Pictogram voting comment.svg Comment I have nothing against batch uploads, or anything against temporary categories used as holding pens for such uploads. However in the case of very large uploads, files can become lost in limbo. Hidden counting coup categories should not be added to file if they prevent the categorisation bots from recognising that files are uncategorised or have unchecked categorisations and placing them in either Category:Media needing categories and Category:Media needing category review, these being the established venues for such files.--KTo288 (talk) 22:01, 30 September 2013 (UTC)

But on the other hand, it would be better for them not to appear in those venues for a while, because they may flood that space which is normally occupied by the uploads of newbies. If there's a working system for their categorization, it might be better not to show them in that category unless they do actually get "lost in limbo". --99of9 (talk) 04:13, 21 October 2013 (UTC)
I'm not clear on current practice, but if the workdown category appeared there as a subcategory it should be workable. Maybe a custom template? Dankarl (talk) 16:43, 29 October 2013 (UTC)
As one of the most active current batch uploaders, I do not know of any best practice or norm established about this.

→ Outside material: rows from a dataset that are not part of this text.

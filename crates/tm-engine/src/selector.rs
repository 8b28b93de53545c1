//! Element selector matching
//!
//! A small CSS selector subset evaluated against [`Element`] snapshots:
//! comma-separated lists, descendant (` `) and child (`>`) combinators, and
//! compound selectors built from a tag name or `*`, `#id`, `.class` and
//! attribute tests (`[attr]`, `[attr=v]`, `[attr^=v]`, `[attr$=v]`,
//! `[attr*=v]`).

use std::borrow::Cow;
use std::fmt;
use std::str::FromStr;
use thiserror::Error;
use tm_core::Element;

/// Selector parse failure
#[derive(Debug, Clone, PartialEq, Error)]
#[error("invalid selector at {position}: {message}")]
pub struct SelectorError {
    pub position: usize,
    pub message: String,
}

#[derive(Debug, Clone, PartialEq)]
enum AttrOp {
    Exists,
    Equals(String),
    Prefix(String),
    Suffix(String),
    Contains(String),
}

#[derive(Debug, Clone, PartialEq)]
struct AttrTest {
    name: String,
    op: AttrOp,
}

impl AttrTest {
    fn matches(&self, element: &Element) -> bool {
        let Some(value) = attribute(element, &self.name) else {
            return false;
        };
        match &self.op {
            AttrOp::Exists => true,
            AttrOp::Equals(v) => value == v.as_str(),
            AttrOp::Prefix(v) => !v.is_empty() && value.starts_with(v.as_str()),
            AttrOp::Suffix(v) => !v.is_empty() && value.ends_with(v.as_str()),
            AttrOp::Contains(v) => !v.is_empty() && value.contains(v.as_str()),
        }
    }
}

fn attribute<'a>(element: &'a Element, name: &str) -> Option<Cow<'a, str>> {
    if name == "class" {
        return (!element.classes.is_empty()).then(|| Cow::Owned(element.class_name()));
    }
    element.attribute(name).map(Cow::Borrowed)
}

#[derive(Debug, Clone, Default, PartialEq)]
struct Compound {
    /// `None` matches any tag
    tag: Option<String>,
    id: Option<String>,
    classes: Vec<String>,
    attributes: Vec<AttrTest>,
}

impl Compound {
    fn matches(&self, element: &Element) -> bool {
        if let Some(tag) = &self.tag {
            if !element.tag.eq_ignore_ascii_case(tag) {
                return false;
            }
        }
        if let Some(id) = &self.id {
            if element.id.as_deref() != Some(id.as_str()) {
                return false;
            }
        }
        self.classes.iter().all(|c| element.classes.contains(c))
            && self.attributes.iter().all(|a| a.matches(element))
    }
}

#[derive(Debug, Clone, Copy, PartialEq)]
enum Combinator {
    Descendant,
    Child,
}

/// One compound plus its relation to the compound on its left
#[derive(Debug, Clone, PartialEq)]
struct Step {
    compound: Compound,
    combinator: Option<Combinator>,
}

/// A selector without commas, stored right to left
#[derive(Debug, Clone, PartialEq)]
struct Complex {
    steps: Vec<Step>,
}

impl Complex {
    fn matches(&self, element: &Element) -> bool {
        self.match_from(0, element)
    }

    fn match_from(&self, idx: usize, element: &Element) -> bool {
        let step = &self.steps[idx];
        if !step.compound.matches(element) {
            return false;
        }
        if idx + 1 == self.steps.len() {
            return true;
        }
        match step.combinator {
            Some(Combinator::Child) => element
                .parent
                .as_deref()
                .map(|parent| self.match_from(idx + 1, parent))
                .unwrap_or(false),
            Some(Combinator::Descendant) | None => element
                .ancestors()
                .any(|ancestor| self.match_from(idx + 1, ancestor)),
        }
    }
}

/// A parsed, comma-separated selector list
#[derive(Debug, Clone, PartialEq)]
pub struct SelectorList {
    source: String,
    selectors: Vec<Complex>,
}

impl SelectorList {
    /// Parse a selector list
    pub fn parse(source: &str) -> Result<Self, SelectorError> {
        let selectors = Parser::new(source).parse_list()?;
        Ok(Self {
            source: source.trim().to_string(),
            selectors,
        })
    }

    /// Whether the element matches any selector of the list
    pub fn matches(&self, element: &Element) -> bool {
        self.selectors.iter().any(|s| s.matches(element))
    }
}

impl FromStr for SelectorList {
    type Err = SelectorError;

    fn from_str(s: &str) -> Result<Self, Self::Err> {
        Self::parse(s)
    }
}

impl fmt::Display for SelectorList {
    fn fmt(&self, f: &mut fmt::Formatter<'_>) -> fmt::Result {
        f.write_str(&self.source)
    }
}

struct Parser {
    chars: Vec<char>,
    pos: usize,
}

impl Parser {
    fn new(source: &str) -> Self {
        Self {
            chars: source.chars().collect(),
            pos: 0,
        }
    }

    fn error(&self, message: impl Into<String>) -> SelectorError {
        SelectorError {
            position: self.pos,
            message: message.into(),
        }
    }

    fn peek(&self) -> Option<char> {
        self.chars.get(self.pos).copied()
    }

    fn eat(&mut self, c: char) -> bool {
        if self.peek() == Some(c) {
            self.pos += 1;
            true
        } else {
            false
        }
    }

    fn skip_whitespace(&mut self) -> bool {
        let start = self.pos;
        while self.peek().map(char::is_whitespace).unwrap_or(false) {
            self.pos += 1;
        }
        self.pos > start
    }

    fn parse_list(&mut self) -> Result<Vec<Complex>, SelectorError> {
        let mut list = Vec::new();
        loop {
            self.skip_whitespace();
            list.push(self.parse_complex()?);
            self.skip_whitespace();
            match self.peek() {
                None => return Ok(list),
                Some(',') => self.pos += 1,
                Some(c) => return Err(self.error(format!("unexpected '{}'", c))),
            }
        }
    }

    fn parse_complex(&mut self) -> Result<Complex, SelectorError> {
        // Parsed left to right, reversed at the end
        let mut compounds = vec![self.parse_compound()?];
        let mut combinators = Vec::new();

        loop {
            let had_space = self.skip_whitespace();
            let combinator = match self.peek() {
                Some('>') => {
                    self.pos += 1;
                    self.skip_whitespace();
                    Combinator::Child
                }
                Some(',') | None => break,
                Some(_) if had_space => Combinator::Descendant,
                Some(c) => return Err(self.error(format!("unexpected '{}'", c))),
            };
            combinators.push(combinator);
            compounds.push(self.parse_compound()?);
        }

        let mut steps = Vec::with_capacity(compounds.len());
        for (i, compound) in compounds.into_iter().enumerate().rev() {
            let combinator = i.checked_sub(1).map(|j| combinators[j]);
            steps.push(Step {
                compound,
                combinator,
            });
        }
        Ok(Complex { steps })
    }

    fn parse_compound(&mut self) -> Result<Compound, SelectorError> {
        let mut compound = Compound::default();
        let start = self.pos;

        if self.eat('*') {
            // Universal selector, no tag restriction
        } else if self.peek().map(is_ident_char).unwrap_or(false) {
            compound.tag = Some(self.parse_ident()?.to_ascii_lowercase());
        }

        loop {
            match self.peek() {
                Some('#') => {
                    self.pos += 1;
                    compound.id = Some(self.parse_ident()?);
                }
                Some('.') => {
                    self.pos += 1;
                    compound.classes.push(self.parse_ident()?);
                }
                Some('[') => {
                    self.pos += 1;
                    compound.attributes.push(self.parse_attribute()?);
                }
                _ => break,
            }
        }

        if self.pos == start {
            return Err(self.error("expected a selector"));
        }
        Ok(compound)
    }

    fn parse_attribute(&mut self) -> Result<AttrTest, SelectorError> {
        self.skip_whitespace();
        let name = self.parse_ident()?;
        self.skip_whitespace();

        let op = match self.peek() {
            Some(']') => {
                self.pos += 1;
                return Ok(AttrTest {
                    name,
                    op: AttrOp::Exists,
                });
            }
            Some('=') => {
                self.pos += 1;
                '='
            }
            Some(c @ ('^' | '$' | '*')) => {
                self.pos += 1;
                if !self.eat('=') {
                    return Err(self.error("expected '='"));
                }
                c
            }
            _ => return Err(self.error("expected ']' or an operator")),
        };

        self.skip_whitespace();
        let value = self.parse_value()?;
        self.skip_whitespace();
        if !self.eat(']') {
            return Err(self.error("expected ']'"));
        }

        let op = match op {
            '^' => AttrOp::Prefix(value),
            '$' => AttrOp::Suffix(value),
            '*' => AttrOp::Contains(value),
            _ => AttrOp::Equals(value),
        };
        Ok(AttrTest { name, op })
    }

    fn parse_value(&mut self) -> Result<String, SelectorError> {
        match self.peek() {
            Some(quote @ ('"' | '\'')) => {
                self.pos += 1;
                let start = self.pos;
                while let Some(c) = self.peek() {
                    if c == quote {
                        let value: String = self.chars[start..self.pos].iter().collect();
                        self.pos += 1;
                        return Ok(value);
                    }
                    self.pos += 1;
                }
                Err(self.error("unterminated string"))
            }
            _ => self.parse_ident(),
        }
    }

    fn parse_ident(&mut self) -> Result<String, SelectorError> {
        let start = self.pos;
        while self.peek().map(is_ident_char).unwrap_or(false) {
            self.pos += 1;
        }
        if self.pos == start {
            return Err(self.error("expected an identifier"));
        }
        Ok(self.chars[start..self.pos].iter().collect())
    }
}

fn is_ident_char(c: char) -> bool {
    c.is_alphanumeric() || c == '-' || c == '_'
}

#[cfg(test)]
mod tests {
    use super::*;

    fn buy_button() -> Element {
        Element::new("button")
            .with_id("buy")
            .with_class("btn")
            .with_class("primary")
            .with_attr("data-sku", "SKU-42")
            .with_parent(
                Element::new("div")
                    .with_class("product")
                    .with_parent(Element::new("main").with_id("content")),
            )
    }

    fn matches(selector: &str, element: &Element) -> bool {
        SelectorList::parse(selector).unwrap().matches(element)
    }

    #[test]
    fn test_compound_selectors() {
        let el = buy_button();
        assert!(matches("button", &el));
        assert!(matches("BUTTON#buy.btn", &el));
        assert!(matches("*.primary", &el));
        assert!(!matches("a.btn", &el));
        assert!(!matches(".btn.secondary", &el));
        assert!(!matches("#sell", &el));
    }

    #[test]
    fn test_attribute_selectors() {
        let el = buy_button();
        assert!(matches("[data-sku]", &el));
        assert!(matches("[data-sku=SKU-42]", &el));
        assert!(matches("[data-sku^='SKU']", &el));
        assert!(matches("[data-sku$=\"42\"]", &el));
        assert!(matches("[data-sku*=U-4]", &el));
        assert!(matches("[class*=prim]", &el));
        assert!(!matches("[data-color]", &el));
    }

    #[test]
    fn test_combinators() {
        let el = buy_button();
        assert!(matches("div.product > button", &el));
        assert!(matches("main button", &el));
        assert!(matches("#content .product > #buy", &el));
        assert!(!matches("main > button", &el));
        assert!(!matches("section button", &el));
    }

    #[test]
    fn test_selector_list() {
        let el = buy_button();
        assert!(matches("a.nav, button.primary", &el));
        assert!(!matches("a.nav, form", &el));
    }

    #[test]
    fn test_invalid_selectors() {
        assert!(SelectorList::parse("").is_err());
        assert!(SelectorList::parse("div >").is_err());
        assert!(SelectorList::parse("[data-sku").is_err());
        assert!(SelectorList::parse("a,,b").is_err());
        assert!(SelectorList::parse("div:hover").is_err());
    }
}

In practice I have two of my projects with categories appearing under Category:Media needing category review rather than using the {{Unc}} template directly. It would be nice if there was a strong enough community view to establish the guidelines as when it was expected and when not. I am on the Steering Group of the GLAM toolset project, and guidelines like this might be in a position to influence the batch upload of many millions of high quality images next year, hopefully most will be well categorized and side-step this problem, but there may be cases where the source metadata is too weak or unreliable enough to need manual checks. -- (talk) 16:53, 29 October 2013 (UTC)
  • As a first step, it would be worth setting up a category for all batch upload temporary holding categories, so that we can spot any that don't go down to zero at the expected time. --99of9 (talk) 04:13, 21 October 2013 (UTC)

Pictogram voting comment.svg Comment I still think it is incumbent on the batch uploader to make sure there is enough information about each image to describe and categorize it, or at least to research it further. Otherwise don't bother to upload it as images of unidentified subjects are unlikely to be of educational value. (Yes there are exceptions but I do not think they are suitable for batch upload.) Dankarl (talk) 16:44, 29 October 2013 (UTC)